## LISTED RECORDS:
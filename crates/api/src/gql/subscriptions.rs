use async_graphql::{ErrorExtensions, Result, Subscription, ID};
use futures_util::{Stream, StreamExt};
use once_cell::sync::Lazy;
use parking_lot::Mutex;
use std::collections::HashMap;
use std::sync::Arc;
use tokio::sync::broadcast;
use tokio_stream::wrappers::BroadcastStream;
use tracing::warn;
use uuid::Uuid;

use crate::gql::error::{GqlError, GqlResultExt};
use crate::gql::types::{Market, PriceUpdate, Trade};

/// Events buffered per channel before slow subscribers start lagging.
pub const CHANNEL_CAPACITY: usize = 100;

/// Per-market channels for real-time updates
struct MarketChannels {
    updates: broadcast::Sender<Market>,
    prices: broadcast::Sender<PriceUpdate>,
    trades: broadcast::Sender<Trade>,
}

impl MarketChannels {
    fn new() -> Self {
        Self {
            updates: broadcast::channel(CHANNEL_CAPACITY).0,
            prices: broadcast::channel(CHANNEL_CAPACITY).0,
            trades: broadcast::channel(CHANNEL_CAPACITY).0,
        }
    }

    fn is_idle(&self) -> bool {
        self.updates.receiver_count() == 0
            && self.prices.receiver_count() == 0
            && self.trades.receiver_count() == 0
    }
}

/// All subscription channels
struct SubscriptionChannels {
    markets: HashMap<Uuid, MarketChannels>,
    /// Every trade on every market
    all_trades: broadcast::Sender<Trade>,
}

impl SubscriptionChannels {
    fn new() -> Self {
        Self {
            markets: HashMap::new(),
            all_trades: broadcast::channel(CHANNEL_CAPACITY).0,
        }
    }

    fn get_or_create_market(&mut self, market_id: Uuid) -> &MarketChannels {
        self.markets
            .entry(market_id)
            .or_insert_with(MarketChannels::new)
    }
}

static CHANNELS: Lazy<Arc<Mutex<SubscriptionChannels>>> =
    Lazy::new(|| Arc::new(Mutex::new(SubscriptionChannels::new())));

fn parse_market_id(market_id: &ID) -> Result<Uuid> {
    Uuid::parse_str(market_id.as_str()).extended()
}

/// Receiver as a GraphQL event stream. A lagging subscriber gets one
/// `LAGGED` error item and then resumes with the oldest retained event.
fn event_stream<T>(receiver: broadcast::Receiver<T>) -> impl Stream<Item = Result<T>>
where
    T: Clone + Send + 'static,
{
    BroadcastStream::new(receiver).map(|item| {
        item.map_err(|e| {
            let err = GqlError::from(e);
            warn!(error = %err, "Subscriber lagged");
            err.extend()
        })
    })
}

pub struct SubscriptionRoot;

#[Subscription]
impl SubscriptionRoot {
    /// Market state after every bet or liquidity change on `market_id`
    async fn market_update(
        &self,
        market_id: ID,
    ) -> Result<impl Stream<Item = Result<Market>>> {
        let market_uuid = parse_market_id(&market_id)?;

        let receiver = {
            let mut channels = CHANNELS.lock();
            channels.get_or_create_market(market_uuid).updates.subscribe()
        };

        Ok(event_stream(receiver))
    }

    /// Price ticks for `market_id`
    async fn price_change(
        &self,
        market_id: ID,
    ) -> Result<impl Stream<Item = Result<PriceUpdate>>> {
        let market_uuid = parse_market_id(&market_id)?;

        let receiver = {
            let mut channels = CHANNELS.lock();
            channels.get_or_create_market(market_uuid).prices.subscribe()
        };

        Ok(event_stream(receiver))
    }

    /// Executed trades, either on one market or on all of them
    async fn trade_stream(
        &self,
        market_id: Option<ID>,
    ) -> Result<impl Stream<Item = Result<Trade>>> {
        let receiver = match market_id {
            Some(id) => {
                let market_uuid = parse_market_id(&id)?;
                let mut channels = CHANNELS.lock();
                channels.get_or_create_market(market_uuid).trades.subscribe()
            }
            None => CHANNELS.lock().all_trades.subscribe(),
        };

        Ok(event_stream(receiver))
    }
}

// ============================================================================
// Publish functions - nothing is created here, so markets nobody watches
// never allocate channels.
// ============================================================================

/// Publish the latest state of a market to its `marketUpdate` subscribers
pub fn publish_market_update(market: Market) {
    let channels = CHANNELS.lock();
    if let Some(market_channels) = channels.markets.get(&market.market_id) {
        let _ = market_channels.updates.send(market);
    }
}

/// Publish a price tick to a market's `priceChange` subscribers
pub fn publish_price_update(market_id: Uuid, update: PriceUpdate) {
    let channels = CHANNELS.lock();
    if let Some(market_channels) = channels.markets.get(&market_id) {
        let _ = market_channels.prices.send(update);
    }
}

/// Publish a trade to the market's channel and the global trade channel
pub fn publish_trade(trade: Trade) {
    let channels = CHANNELS.lock();
    if let Some(market_channels) = channels.markets.get(&trade.market_uuid) {
        let _ = market_channels.trades.send(trade.clone());
    }
    let _ = channels.all_trades.send(trade);
}

/// Drop market channels that no longer have any subscriber.
/// Returns how many markets were removed.
pub fn prune_idle_channels() -> usize {
    let mut channels = CHANNELS.lock();
    let before = channels.markets.len();
    channels.markets.retain(|_, market| !market.is_idle());
    before - channels.markets.len()
}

## YOUR ASSIGNMENT:
Look for the string "SubscriptionChannels" in the data above and return every line that has it.

## EXERCISE SOLUTION:
struct SubscriptionChannels {
impl SubscriptionChannels {
static CHANNELS: Lazy<Arc<Mutex<SubscriptionChannels>>> =
    Lazy::new(|| Arc::new(Mutex::new(SubscriptionChannels::new())));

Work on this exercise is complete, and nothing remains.